Marvell in Manuscript and Print

Today I am presenting ‘Marvell in Manuscript and Print, 1649-1665’ at the English Postgraduate Forum in Leicester, which poses some new challenges.

It’s my fourth presentation of this material (following two seminars in Geneva and the PhD upgrade). All have been slightly different. But this is the biggest leap, given so few early modern postgraduates in Leicester.

It is one thing presenting a detailed paper to a broad spectrum of early-modern experts, another to present to an audience with very little any interest in Marvell.

Storytelling

The trick is in telling a good story, I’ve always believed. This is about a private man whose attitude and approach to print are particularly unusual. From late 1650, a self-imposed exodus from print lasted for almost 15 years (one anonymous exception aside).
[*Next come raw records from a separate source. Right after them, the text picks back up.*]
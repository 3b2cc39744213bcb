//! PostgreSQL persistence: pool setup, embedded migrations, row models and
//! repositories.

use sqlx::postgres::PgPoolOptions;

pub mod models;
pub mod repositories;

pub type DbPool = sqlx::PgPool;

/// Create a connection pool from a database URL.
pub async fn create_pool(database_url: &str) -> Result<DbPool, sqlx::Error> {
    PgPoolOptions::new()
        .max_connections(20)
        .connect(database_url)
        .await
}

/// Round-trip a trivial query to confirm the database is reachable.
pub async fn health_check(pool: &DbPool) -> Result<(), sqlx::Error> {
    sqlx::query("SELECT 1").execute(pool).await?;
    Ok(())
}

/// Apply all pending migrations embedded from `crates/db/migrations`.
pub async fn run_migrations(pool: &DbPool) -> Result<(), sqlx::migrate::MigrateError> {
    sqlx::migrate!("./migrations").run(pool).await
}
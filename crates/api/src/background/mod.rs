//! Background tasks.
//!
//! Each submodule provides a long-running async function intended to be
//! spawned via `tokio::spawn`. All tasks accept a [`CancellationToken`]
//! for graceful shutdown.
//!
//! [`CancellationToken`]: tokio_util::sync::CancellationToken

pub mod session_janitor;
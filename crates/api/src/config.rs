use crate::auth::jwt::JwtConfig;

/// Server configuration loaded from environment variables.
///
/// All fields except the JWT secrets have defaults suitable for local
/// development. In production, override via environment variables.
#[derive(Debug, Clone)]
pub struct ServerConfig {
    /// Bind address (default: `0.0.0.0`).
    pub host: String,
    /// Bind port (default: `3000`).
    pub port: u16,
    /// Allowed CORS origins, parsed from comma-separated `CORS_ORIGINS` env var.
    pub cors_origins: Vec<String>,
    /// HTTP request timeout in seconds (default: `30`).
    pub request_timeout_secs: u64,
    /// Timeout for a single outbound call to a host (default: `10`).
    pub host_request_timeout_secs: u64,
    /// Interval between session janitor sweeps (default: `300`).
    pub session_janitor_interval_secs: u64,
    /// JWT and refresh-token configuration.
    pub jwt: JwtConfig,
}

impl ServerConfig {
    /// Load configuration from environment variables with defaults.
    ///
    /// | Env Var                         | Default                 |
    /// |---------------------------------|-------------------------|
    /// | `HOST`                          | `0.0.0.0`               |
    /// | `PORT`                          | `3000`                  |
    /// | `CORS_ORIGINS`                  | `http://localhost:5173` |
    /// | `REQUEST_TIMEOUT_SECS`          | `30`                    |
    /// | `HOST_REQUEST_TIMEOUT_SECS`     | `10`                    |
    /// | `SESSION_JANITOR_INTERVAL_SECS` | `300`                   |
    ///
    /// See [`JwtConfig::from_env`] for the token settings.
    pub fn from_env() -> Self {
        let host = std::env::var("HOST").unwrap_or_else(|_| "0.0.0.0".into());

        let port: u16 = std::env::var("PORT")
            .unwrap_or_else(|_| "3000".into())
            .parse()
            .expect("PORT must be a valid u16");

        let cors_origins: Vec<String> = std::env::var("CORS_ORIGINS")
            .unwrap_or_else(|_| "http://localhost:5173".into())
            .split(',')
            .map(|s| s.trim().to_string())
            .filter(|s| !s.is_empty())
            .collect();

        let request_timeout_secs = env_u64("REQUEST_TIMEOUT_SECS", 30);
        let host_request_timeout_secs = env_u64("HOST_REQUEST_TIMEOUT_SECS", 10);
        let session_janitor_interval_secs = env_u64("SESSION_JANITOR_INTERVAL_SECS", 300);
        assert!(
            session_janitor_interval_secs > 0,
            "SESSION_JANITOR_INTERVAL_SECS must be positive"
        );

        let jwt = JwtConfig::from_env();

        Self {
            host,
            port,
            cors_origins,
            request_timeout_secs,
            host_request_timeout_secs,
            session_janitor_interval_secs,
            jwt,
        }
    }
}

fn env_u64(name: &str, default: u64) -> u64 {
    match std::env::var(name) {
        Ok(raw) => raw
            .parse()
            .unwrap_or_else(|_| panic!("{name} must be a valid u64")),
        Err(_) => default,
    }
}
//! Repository layer.
//!
//! Each repository is a zero-sized struct providing async methods. Reads and
//! single-statement writes accept any [`sqlx::PgExecutor`] so they can run
//! against the pool or inside a caller's transaction; multi-statement
//! operations take `&PgPool` and open their own transaction.

pub mod client_repo;
pub mod host_repo;
pub mod refresh_token_repo;
pub mod session_repo;
pub mod user_repo;

pub use client_repo::ClientRepo;
pub use host_repo::HostRepo;
pub use refresh_token_repo::RefreshTokenRepo;
pub use session_repo::SessionRepo;
pub use user_repo::UserRepo;

/// Result of an explicit, ordered deletion.
#[derive(Debug, Clone, Copy, PartialEq, Eq)]
pub enum DeleteOutcome {
    /// The row and its dependents were removed.
    Deleted,
    /// No row with the given id exists.
    NotFound,
    /// A PENDING or ACTIVE session still references the row; nothing was deleted.
    HasLiveSessions,
}
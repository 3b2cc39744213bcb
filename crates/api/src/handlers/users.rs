//! Handlers for the caller's own account (`/users`).

use axum::extract::State;
use axum::http::StatusCode;
use axum::Json;
use imperium_core::error::CoreError;
use imperium_core::user::{display_name, validate_email, validate_password_strength};
use imperium_db::models::user::{UpdateUser, UserResponse};
use imperium_db::repositories::{DeleteOutcome, RefreshTokenRepo, UserRepo};
use serde::Deserialize;

use crate::auth::password::{hash_password, verify_password};
use crate::error::{AppError, AppResult};
use crate::middleware::auth::AuthUser;
use crate::response::UserEnvelope;
use crate::state::AppState;

/// Request body for `PUT /users/update`.
#[derive(Debug, Deserialize)]
pub struct UpdateProfileRequest {
    pub email: String,
    pub first_name: String,
    pub last_name: String,
}

/// Request body for `PUT /users/update-password`.
#[derive(Debug, Deserialize)]
pub struct UpdatePasswordRequest {
    pub password: String,
    pub new_password: String,
}

fn user_not_found(id: i64) -> AppError {
    AppError::Core(CoreError::NotFound { entity: "User", id })
}

/// GET /api/v1/users/me
pub async fn me(
    State(state): State<AppState>,
    auth: AuthUser,
) -> AppResult<Json<UserEnvelope<UserResponse>>> {
    let user = UserRepo::find_by_id(&state.pool, auth.user_id)
        .await?
        .ok_or_else(|| user_not_found(auth.user_id))?;
    Ok(Json(UserEnvelope {
        user: UserResponse::from(user),
    }))
}

/// PUT /api/v1/users/update
///
/// Changing the email invalidates outstanding access tokens, whose subject is
/// the old address.
pub async fn update(
    State(state): State<AppState>,
    auth: AuthUser,
    Json(input): Json<UpdateProfileRequest>,
) -> AppResult<Json<UserEnvelope<UserResponse>>> {
    let email = input.email.trim().to_string();
    validate_email(&email)?;
    let name = display_name(&input.first_name, &input.last_name)?;

    let user = UserRepo::update(&state.pool, auth.user_id, &UpdateUser { email, name })
        .await?
        .ok_or_else(|| user_not_found(auth.user_id))?;

    Ok(Json(UserEnvelope {
        user: UserResponse::from(user),
    }))
}

/// PUT /api/v1/users/update-password
///
/// Verifies the current password, stores the new hash and revokes every
/// refresh token of the user.
pub async fn update_password(
    State(state): State<AppState>,
    auth: AuthUser,
    Json(input): Json<UpdatePasswordRequest>,
) -> AppResult<StatusCode> {
    let user = UserRepo::find_by_id(&state.pool, auth.user_id)
        .await?
        .ok_or_else(|| user_not_found(auth.user_id))?;

    let matches = verify_password(&input.password, &user.password_hash)
        .map_err(|e| AppError::InternalError(format!("Password verification error: {e}")))?;
    if !matches {
        return Err(AppError::Core(CoreError::Unauthorized(
            "Current password is incorrect".into(),
        )));
    }
    validate_password_strength(&input.new_password)?;

    let new_hash = hash_password(&input.new_password)
        .map_err(|e| AppError::InternalError(format!("Password hashing error: {e}")))?;

    let mut tx = state.pool.begin().await?;
    UserRepo::update_password(&mut *tx, user.id, &new_hash).await?;
    let revoked = RefreshTokenRepo::delete_all_for_user(&mut *tx, user.id).await?;
    tx.commit().await?;

    tracing::info!(user_id = user.id, revoked, "Password changed");
    Ok(StatusCode::NO_CONTENT)
}

/// DELETE /api/v1/users
///
/// Refused with 409 while the caller has a PENDING or ACTIVE session.
pub async fn delete(State(state): State<AppState>, auth: AuthUser) -> AppResult<StatusCode> {
    match UserRepo::delete_with_dependents(&state.pool, auth.user_id).await? {
        DeleteOutcome::Deleted => Ok(StatusCode::NO_CONTENT),
        DeleteOutcome::NotFound => Err(user_not_found(auth.user_id)),
        DeleteOutcome::HasLiveSessions => Err(AppError::Core(CoreError::Conflict(
            "User has pending or active sessions".into(),
        ))),
    }
}
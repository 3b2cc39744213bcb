//! Status enums mapping to SMALLSERIAL lookup tables.
//!
//! Each variant's discriminant matches the seed data order (1-based) in the
//! corresponding `*_statuses` table, and [`name`](SessionStatus::name) matches
//! the seeded `name` column.

use serde::{Deserialize, Serialize};

/// Status ID type matching SMALLINT/SMALLSERIAL in the database.
pub type StatusId = i16;

macro_rules! define_status_enum {
    (
        $(#[$meta:meta])*
        $name:ident {
            $( $(#[$vmeta:meta])* $variant:ident = $val:literal => $label:literal ),+ $(,)?
        }
    ) => {
        $(#[$meta])*
        #[repr(i16)]
        #[derive(Debug, Clone, Copy, PartialEq, Eq, Hash, Serialize, Deserialize)]
        pub enum $name {
            $( $(#[$vmeta])* #[serde(rename = $label)] $variant = $val ),+
        }

        impl $name {
            /// Every variant, in discriminant order.
            pub const ALL: &'static [$name] = &[$($name::$variant),+];

            /// Return the database status ID.
            pub fn id(self) -> StatusId {
                self as StatusId
            }

            /// Return the seeded status name (also the JSON representation).
            pub fn name(self) -> &'static str {
                match self {
                    $( $name::$variant => $label ),+
                }
            }

            /// Resolve a database status ID back into the enum.
            pub fn from_id(id: StatusId) -> Option<Self> {
                match id {
                    $( $val => Some($name::$variant), )+
                    _ => None,
                }
            }
        }

        impl From<$name> for StatusId {
            fn from(value: $name) -> Self {
                value as StatusId
            }
        }

        impl std::fmt::Display for $name {
            fn fmt(&self, f: &mut std::fmt::Formatter<'_>) -> std::fmt::Result {
                f.write_str(self.name())
            }
        }
    };
}

define_status_enum! {
    /// Remote-control session lifecycle status.
    SessionStatus {
        Pending = 1 => "PENDING",
        Active = 2 => "ACTIVE",
        Ended = 3 => "ENDED",
        Cancelled = 4 => "CANCELLED",
    }
}

define_status_enum! {
    /// Availability of a host machine.
    HostStatus {
        Available = 1 => "AVAILABLE",
        InUse = 2 => "INUSE",
        Offline = 3 => "OFFLINE",
    }
}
The way in which he chose to disseminate material is cagey and deliberate. Some of the most powerful English poetry under this man’s pen appears to be completely private. What is going on?

Current critical orthodoxy is all about the ‘social function’ of seventeenth-century verse. Poetry was written, we are told, either for print or for manuscript circulation in coterie circles such as those attended by John Donne.
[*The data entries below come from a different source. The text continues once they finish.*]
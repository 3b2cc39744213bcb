//! Repository for the `sessions` table.
//!
//! Transitions are written as guarded updates (`WHERE status_id = ...`) so a
//! row that already moved on is left alone; callers learn about it from the
//! returned flag.

use imperium_core::session::transition_sources;
use imperium_core::status::{SessionStatus, StatusId};
use imperium_core::types::{DbId, Timestamp};
use sqlx::{PgConnection, PgExecutor};

use crate::models::session::{CreateSession, Session, SessionDetail};

/// Column list shared across queries to avoid repetition.
const COLUMNS: &str = "id, user_id, host_id, client_id, status_id, session_token, program_id, \
    webrtc_offer, webrtc_answer, expires_at, started_at, ended_at, end_reason, \
    created_at, updated_at";

/// Columns of [`SessionDetail`], selected from `sessions s` joined to `hosts h`
/// and `clients c`.
const DETAIL_COLUMNS: &str = "s.id, s.user_id, s.host_id, h.name AS host_name, \
    s.client_id, c.name AS client_name, s.status_id, s.session_token, s.program_id, \
    s.webrtc_offer, s.webrtc_answer, s.expires_at, s.created_at, s.started_at, \
    s.ended_at, s.end_reason";

const DETAIL_FROM: &str = "sessions s \
    JOIN hosts h ON h.id = s.host_id \
    JOIN clients c ON c.id = s.client_id";

/// Provides persistence for remote-control sessions.
pub struct SessionRepo;

impl SessionRepo {
    /// Insert a new PENDING session, returning the created row.
    pub async fn create<'e>(
        executor: impl PgExecutor<'e>,
        input: &CreateSession,
    ) -> Result<Session, sqlx::Error> {
        let query = format!(
            "INSERT INTO sessions
                (user_id, host_id, client_id, status_id, session_token, program_id,
                 expires_at, created_at)
             VALUES ($1, $2, $3, $4, $5, $6, $7, $8)
             RETURNING {COLUMNS}"
        );
        sqlx::query_as::<_, Session>(&query)
            .bind(input.user_id)
            .bind(input.host_id)
            .bind(input.client_id)
            .bind(SessionStatus::Pending.id())
            .bind(&input.session_token)
            .bind(&input.program_id)
            .bind(input.expires_at)
            .bind(input.created_at)
            .fetch_one(executor)
            .await
    }

    /// Find a session by internal ID.
    pub async fn find_by_id<'e>(
        executor: impl PgExecutor<'e>,
        id: DbId,
    ) -> Result<Option<Session>, sqlx::Error> {
        let query = format!("SELECT {COLUMNS} FROM sessions WHERE id = $1");
        sqlx::query_as::<_, Session>(&query)
            .bind(id)
            .fetch_optional(executor)
            .await
    }

    /// Find a session and take a row lock on it for the rest of the transaction.
    pub async fn lock_by_id(
        conn: &mut PgConnection,
        id: DbId,
    ) -> Result<Option<Session>, sqlx::Error> {
        let query = format!("SELECT {COLUMNS} FROM sessions WHERE id = $1 FOR UPDATE");
        sqlx::query_as::<_, Session>(&query)
            .bind(id)
            .fetch_optional(conn)
            .await
    }

    /// Find a session by its signaling token.
    pub async fn find_by_token<'e>(
        executor: impl PgExecutor<'e>,
        session_token: &str,
    ) -> Result<Option<Session>, sqlx::Error> {
        let query = format!("SELECT {COLUMNS} FROM sessions WHERE session_token = $1");
        sqlx::query_as::<_, Session>(&query)
            .bind(session_token)
            .fetch_optional(executor)
            .await
    }

    /// Find a session together with its host and client names.
    pub async fn find_detail<'e>(
        executor: impl PgExecutor<'e>,
        id: DbId,
    ) -> Result<Option<SessionDetail>, sqlx::Error> {
        let query = format!("SELECT {DETAIL_COLUMNS} FROM {DETAIL_FROM} WHERE s.id = $1");
        sqlx::query_as::<_, SessionDetail>(&query)
            .bind(id)
            .fetch_optional(executor)
            .await
    }

    /// Sessions owned by a user, newest first.
    pub async fn list_by_user<'e>(
        executor: impl PgExecutor<'e>,
        user_id: DbId,
    ) -> Result<Vec<SessionDetail>, sqlx::Error> {
        Self::list_where(executor, "s.user_id", user_id).await
    }

    /// Sessions that ran on a host, newest first.
    pub async fn list_by_host<'e>(
        executor: impl PgExecutor<'e>,
        host_id: DbId,
    ) -> Result<Vec<SessionDetail>, sqlx::Error> {
        Self::list_where(executor, "s.host_id", host_id).await
    }

    /// Sessions that used a client, newest first.
    pub async fn list_by_client<'e>(
        executor: impl PgExecutor<'e>,
        client_id: DbId,
    ) -> Result<Vec<SessionDetail>, sqlx::Error> {
        Self::list_where(executor, "s.client_id", client_id).await
    }

    async fn list_where<'e>(
        executor: impl PgExecutor<'e>,
        column: &'static str,
        value: DbId,
    ) -> Result<Vec<SessionDetail>, sqlx::Error> {
        let query = format!(
            "SELECT {DETAIL_COLUMNS} FROM {DETAIL_FROM}
             WHERE {column} = $1
             ORDER BY s.created_at DESC, s.id DESC"
        );
        sqlx::query_as::<_, SessionDetail>(&query)
            .bind(value)
            .fetch_all(executor)
            .await
    }

    /// Count ACTIVE sessions on a host, optionally ignoring one session.
    pub async fn count_active_for_host<'e>(
        executor: impl PgExecutor<'e>,
        host_id: DbId,
        excluding: Option<DbId>,
    ) -> Result<i64, sqlx::Error> {
        let (count,): (i64,) = sqlx::query_as(
            "SELECT COUNT(*) FROM sessions
             WHERE host_id = $1 AND status_id = $2 AND ($3::BIGINT IS NULL OR id <> $3)",
        )
        .bind(host_id)
        .bind(SessionStatus::Active.id())
        .bind(excluding)
        .fetch_one(executor)
        .await?;
        Ok(count)
    }

    /// IDs of PENDING or ACTIVE sessions whose expiry is strictly before `now`.
    pub async fn list_expired_live_ids<'e>(
        executor: impl PgExecutor<'e>,
        now: Timestamp,
    ) -> Result<Vec<DbId>, sqlx::Error> {
        let rows: Vec<(DbId,)> = sqlx::query_as(
            "SELECT id FROM sessions
             WHERE status_id IN ($1, $2) AND expires_at < $3
             ORDER BY expires_at ASC, id ASC",
        )
        .bind(SessionStatus::Pending.id())
        .bind(SessionStatus::Active.id())
        .bind(now)
        .fetch_all(executor)
        .await?;
        Ok(rows.into_iter().map(|(id,)| id).collect())
    }

    /// Store the caller's WebRTC offer.
    pub async fn set_offer<'e>(
        executor: impl PgExecutor<'e>,
        id: DbId,
        webrtc_offer: &str,
    ) -> Result<bool, sqlx::Error> {
        let result = sqlx::query("UPDATE sessions SET webrtc_offer = $2 WHERE id = $1")
            .bind(id)
            .bind(webrtc_offer)
            .execute(executor)
            .await?;
        Ok(result.rows_affected() > 0)
    }

    /// Overwrite the stored WebRTC answer.
    pub async fn set_answer<'e>(
        executor: impl PgExecutor<'e>,
        id: DbId,
        webrtc_answer: &str,
    ) -> Result<bool, sqlx::Error> {
        let result = sqlx::query("UPDATE sessions SET webrtc_answer = $2 WHERE id = $1")
            .bind(id)
            .bind(webrtc_answer)
            .execute(executor)
            .await?;
        Ok(result.rows_affected() > 0)
    }

    /// PENDING -> ACTIVE, recording the host's answer and `started_at`.
    ///
    /// Returns `false` if the session was not PENDING.
    pub async fn mark_active<'e>(
        executor: impl PgExecutor<'e>,
        id: DbId,
        webrtc_answer: &str,
    ) -> Result<bool, sqlx::Error> {
        let result = sqlx::query(
            "UPDATE sessions
             SET status_id = $2, webrtc_answer = $3, started_at = NOW()
             WHERE id = $1 AND status_id = $4",
        )
        .bind(id)
        .bind(SessionStatus::Active.id())
        .bind(webrtc_answer)
        .bind(SessionStatus::Pending.id())
        .execute(executor)
        .await?;
        Ok(result.rows_affected() > 0)
    }

    /// Move a live session to a terminal status, recording `ended_at` and the
    /// reason (if any).
    ///
    /// Only rows in a status with an edge to `status` are touched. Returns
    /// `false` if the session was already terminal.
    pub async fn finish<'e>(
        executor: impl PgExecutor<'e>,
        id: DbId,
        status: SessionStatus,
        reason: Option<&str>,
    ) -> Result<bool, sqlx::Error> {
        debug_assert!(status.is_terminal());
        let sources: Vec<StatusId> = transition_sources(status)
            .into_iter()
            .map(SessionStatus::id)
            .collect();
        let result = sqlx::query(
            "UPDATE sessions
             SET status_id = $2, end_reason = $3, ended_at = NOW()
             WHERE id = $1 AND status_id = ANY($4)",
        )
        .bind(id)
        .bind(status.id())
        .bind(reason)
        .bind(sources)
        .execute(executor)
        .await?;
        Ok(result.rows_affected() > 0)
    }
}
This assumes that verse was always shown to others. Even if there is no evidence of circulation, we should assume that it took place. Marvell casts doubt on this.

So yes: I have to locate this in the seventeenth-century. But the decision to publish or withhold, to select one’s audience meticulously and to act publicly or privately, is fairly timeless. Privacy, boundaries and decision-making always offers something interesting (I hope).

Expanding frontiers

The original version of this paper, presented at Hull this summer, anticipated the best of the world’s Marvellians in attendance. Now it has to be the most open introduction I have given.

Today, I hope to raise discussion around about what goes through someone’s mind when they decide whether or not to disseminate their works. If and when they do decide to, how it is done? That’s what will hopefully make this a positive experience rather than the depressingly empty room at Hull.

An abstract has been submitted for a completed version of this essay to appear in an edited collection. Generously supported by my supervisor, who may himself contribute, I could see my work alongside academic idols: Nigel Smith, Martin Dzelzainis, Blair Worden, Paul Seaward, and others.

For someone whose motivation has crashed spectacularly at times this year, this is a tremendously exciting opportunity.


UPDATE: The chapter referenced above was finally published in 2018: ‘Far off the publick stage’: Marvell in Manuscript and Print, 1649-1665.

From Republic to Restoration: Legacies and Departures (MUP, 2018)

2 thoughts on “Marvell in Manuscript and Print

    1. Wow! A celebrity guest! Thanks, Nick. I will add references and forward it by e-mail to the address listed.

      Thank you for all your blogging efforts. I have been a visitor for a long time, and it aspires me to greater heights. I’ve also never been tweeted before, so thanks for that too!